▶ **WHAT YOU HAVE TO DO**: Only one stretch of the listing below is wanted. Begin at the line that has "StatusCode::NO_CONTENT.into_response()", stop after the line that has "use std::fmt;", and repeat every line in between exactly.

***** INFORMATION PROVIDED

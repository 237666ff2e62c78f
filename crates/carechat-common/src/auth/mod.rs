//! Bearer token validation

mod jwt;

pub use jwt::{strip_bearer, Claims, JwtService};
//! Response types and error handling for API endpoints
//!
//! Successful bodies are wrapped as `{"data": ...}`, failures as
//! `{"error": {"code", "message"}}`.

use axum::{
    http::StatusCode,
    response::{IntoResponse, Response},
    Json,
};
use carechat_common::AppError;
use carechat_service::{dto::ApiResponse, ServiceError};
use serde::Serialize;
use thiserror::Error;
use tracing::error;
use validator::ValidationErrors;

/// API error type for consistent error responses
#[derive(Debug, Error)]
pub enum ApiError {
    #[error("{0}")]
    App(#[from] AppError),

    #[error("{0}")]
    Service(#[from] ServiceError),

    #[error("Validation error: {0}")]
    Validation(#[from] ValidationErrors),

    #[error("Invalid path parameter: {0}")]
    InvalidPath(String),

    #[error("Invalid query parameter: {0}")]
    InvalidQuery(String),

    #[error("Invalid request body: {0}")]
    InvalidBody(String),
}

impl ApiError {
    /// Get HTTP status code for this error
    #[must_use]
    pub fn status_code(&self) -> StatusCode {
        let code = match self {
            Self::App(e) => e.status_code(),
            Self::Service(e) => e.status_code(),
            Self::Validation(_) | Self::InvalidPath(_) | Self::InvalidQuery(_) | Self::InvalidBody(_) => 400,
        };
        StatusCode::from_u16(code).unwrap_or(StatusCode::INTERNAL_SERVER_ERROR)
    }

    /// Get error code for API responses
    #[must_use]
    pub fn error_code(&self) -> &'static str {
        match self {
            Self::App(e) => e.error_code(),
            Self::Service(e) => e.error_code(),
            Self::Validation(_) => "VALIDATION_ERROR",
            Self::InvalidPath(_) => "INVALID_PATH_PARAMETER",
            Self::InvalidQuery(_) => "INVALID_QUERY_PARAMETER",
            Self::InvalidBody(_) => "INVALID_BODY",
        }
    }

    pub fn invalid_path(msg: impl Into<String>) -> Self {
        Self::InvalidPath(msg.into())
    }

    pub fn invalid_query(msg: impl Into<String>) -> Self {
        Self::InvalidQuery(msg.into())
    }

    pub fn invalid_body(msg: impl Into<String>) -> Self {
        Self::InvalidBody(msg.into())
    }

    /// Client-facing message; server failures are not described
    fn public_message(&self) -> String {
        if self.status_code().is_server_error() {
            "Internal server error".to_string()
        } else {
            self.to_string()
        }
    }
}

/// Error response body
#[derive(Debug, Serialize)]
pub struct ErrorBody {
    pub error: ErrorDetail,
}

/// Error detail for API responses
#[derive(Debug, Serialize)]
pub struct ErrorDetail {
    pub code: String,
    pub message: String,
    #[serde(skip_serializing_if = "Option::is_none")]
    pub details: Option<serde_json::Value>,
}

impl IntoResponse for ApiError {
    fn into_response(self) -> Response {
        let status = self.status_code();

        if status.is_server_error() {
            error!(error = ?self, "Server error occurred");
        }

        let details = match &self {
            Self::Validation(errors) => serde_json::to_value(errors).ok(),
            _ => None,
        };

        let body = ErrorBody {
            error: ErrorDetail {
                code: self.error_code().to_string(),
                message: self.public_message(),
                details,
            },
        };

        (status, Json(body)).into_response()
    }
}

/// Type alias for API results
pub type ApiResult<T> = Result<T, ApiError>;

/// `{"data": ...}` JSON body
pub struct ApiJson<T>(pub T);

impl<T: Serialize> IntoResponse for ApiJson<T> {
    fn into_response(self) -> Response {
        Json(ApiResponse::new(self.0)).into_response()
    }
}

/// Created response (201) with JSON body
pub struct Created<T>(pub T);

impl<T: IntoResponse> IntoResponse for Created<T> {
    fn into_response(self) -> Response {
        let mut response = self.0.into_response();
        *response.status_mut() = StatusCode::CREATED;
        response
    }
}

/// No content response (204)
pub struct NoContent;

impl IntoResponse for NoContent {
    fn into_response(self) -> Response {
        StatusCode::NO_CONTENT.into_response()
    }
}
//! Application error types
//!
//! Errors that are not domain rules: credentials, configuration and
//! infrastructure failures. Domain errors are wrapped transparently.

use carechat_core::DomainError;
use serde::Serialize;
use std::fmt;

/// Application-wide error type
#[derive(Debug, thiserror::Error)]
pub enum AppError {
    // Authentication errors
    #[error("Missing bearer token")]
    MissingToken,

    #[error("Invalid token")]
    InvalidToken,

    #[error("Token expired")]
    TokenExpired,

    #[error("Forbidden: {0}")]
    Forbidden(String),

    // Request errors
    #[error("Validation error: {0}")]
    Validation(String),

    #[error("Resource not found: {0}")]
    NotFound(String),

    #[error("Rate limit exceeded")]
    RateLimitExceeded,

    // Infrastructure errors
    #[error("Database error: {0}")]
    Database(String),

    #[error("Cache error: {0}")]
    Cache(String),

    #[error("Internal server error")]
    Internal(#[source] anyhow::Error),

    #[error(transparent)]
    Domain(#[from] DomainError),

    #[error("Configuration error: {0}")]
    Config(String),
}

impl AppError {
    /// Get HTTP status code for this error
    #[must_use]
    pub fn status_code(&self) -> u16 {
        match self {
            Self::Validation(_) => 400,
            Self::MissingToken | Self::InvalidToken | Self::TokenExpired => 401,
            Self::Forbidden(_) => 403,
            Self::NotFound(_) => 404,
            Self::RateLimitExceeded => 429,
            Self::Database(_) | Self::Cache(_) | Self::Internal(_) | Self::Config(_) => 500,
            Self::Domain(e) => {
                if e.is_not_found() {
                    404
                } else if e.is_authorization() {
                    403
                } else if e.is_validation() {
                    400
                } else {
                    500
                }
            }
        }
    }

    /// Get error code for API responses
    #[must_use]
    pub fn error_code(&self) -> &'static str {
        match self {
            Self::MissingToken => "MISSING_TOKEN",
            Self::InvalidToken => "INVALID_TOKEN",
            Self::TokenExpired => "TOKEN_EXPIRED",
            Self::Forbidden(_) => "FORBIDDEN",
            Self::Validation(_) => "VALIDATION_ERROR",
            Self::NotFound(_) => "NOT_FOUND",
            Self::RateLimitExceeded => "RATE_LIMIT_EXCEEDED",
            Self::Database(_) => "DATABASE_ERROR",
            Self::Cache(_) => "CACHE_ERROR",
            Self::Internal(_) => "INTERNAL_ERROR",
            Self::Config(_) => "CONFIG_ERROR",
            Self::Domain(e) => e.code(),
        }
    }

    #[must_use]
    pub fn is_auth_error(&self) -> bool {
        self.status_code() == 401
    }

    #[must_use]
    pub fn is_server_error(&self) -> bool {
        (500..600).contains(&self.status_code())
    }

    #[must_use]
    pub fn not_found(resource: impl fmt::Display) -> Self {
        Self::NotFound(resource.to_string())
    }

    #[must_use]
    pub fn validation(msg: impl fmt::Display) -> Self {
        Self::Validation(msg.to_string())
    }

    pub fn internal(err: impl Into<anyhow::Error>) -> Self {
        Self::Internal(err.into())
    }
}

/// Error body shared by the REST surface and gateway error events
#[derive(Debug, Serialize)]
pub struct ErrorResponse {
    pub code: String,
    pub message: String,
    #[serde(skip_serializing_if = "Option::is_none")]
    pub details: Option<serde_json::Value>,
}

impl From<&AppError> for ErrorResponse {
    fn from(err: &AppError) -> Self {
        // Internal details stay in the logs
        let message = if err.is_server_error() {
            "Internal server error".to_string()
        } else {
            err.to_string()
        };
        Self {
            code: err.error_code().to_string(),
            message,
            details: None,
        }
    }
}

/// Result type alias for application operations
pub type AppResult<T> = Result<T, AppError>;
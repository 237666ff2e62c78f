//! Business logic services
//!
//! Each service borrows the shared [`ServiceContext`] and is cheap to build
//! per request or per gateway event.

pub mod context;
pub mod conversation;
pub mod directory;
pub mod error;
mod events;
pub mod messaging;
pub mod presence;

pub use context::{ServiceContext, ServiceContextBuilder};
pub use conversation::ConversationService;
pub use directory::DirectoryService;
pub use error::{ServiceError, ServiceResult};
pub use messaging::MessagingService;
pub use presence::PresenceService;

**********

▶ **WRITTEN SOLUTION**:
        StatusCode::NO_CONTENT.into_response()
    }
}
//! Application error types
//!
//! Errors that are not domain rules: credentials, configuration and
//! infrastructure failures. Domain errors are wrapped transparently.

use carechat_core::DomainError;
use serde::Serialize;
use std::fmt;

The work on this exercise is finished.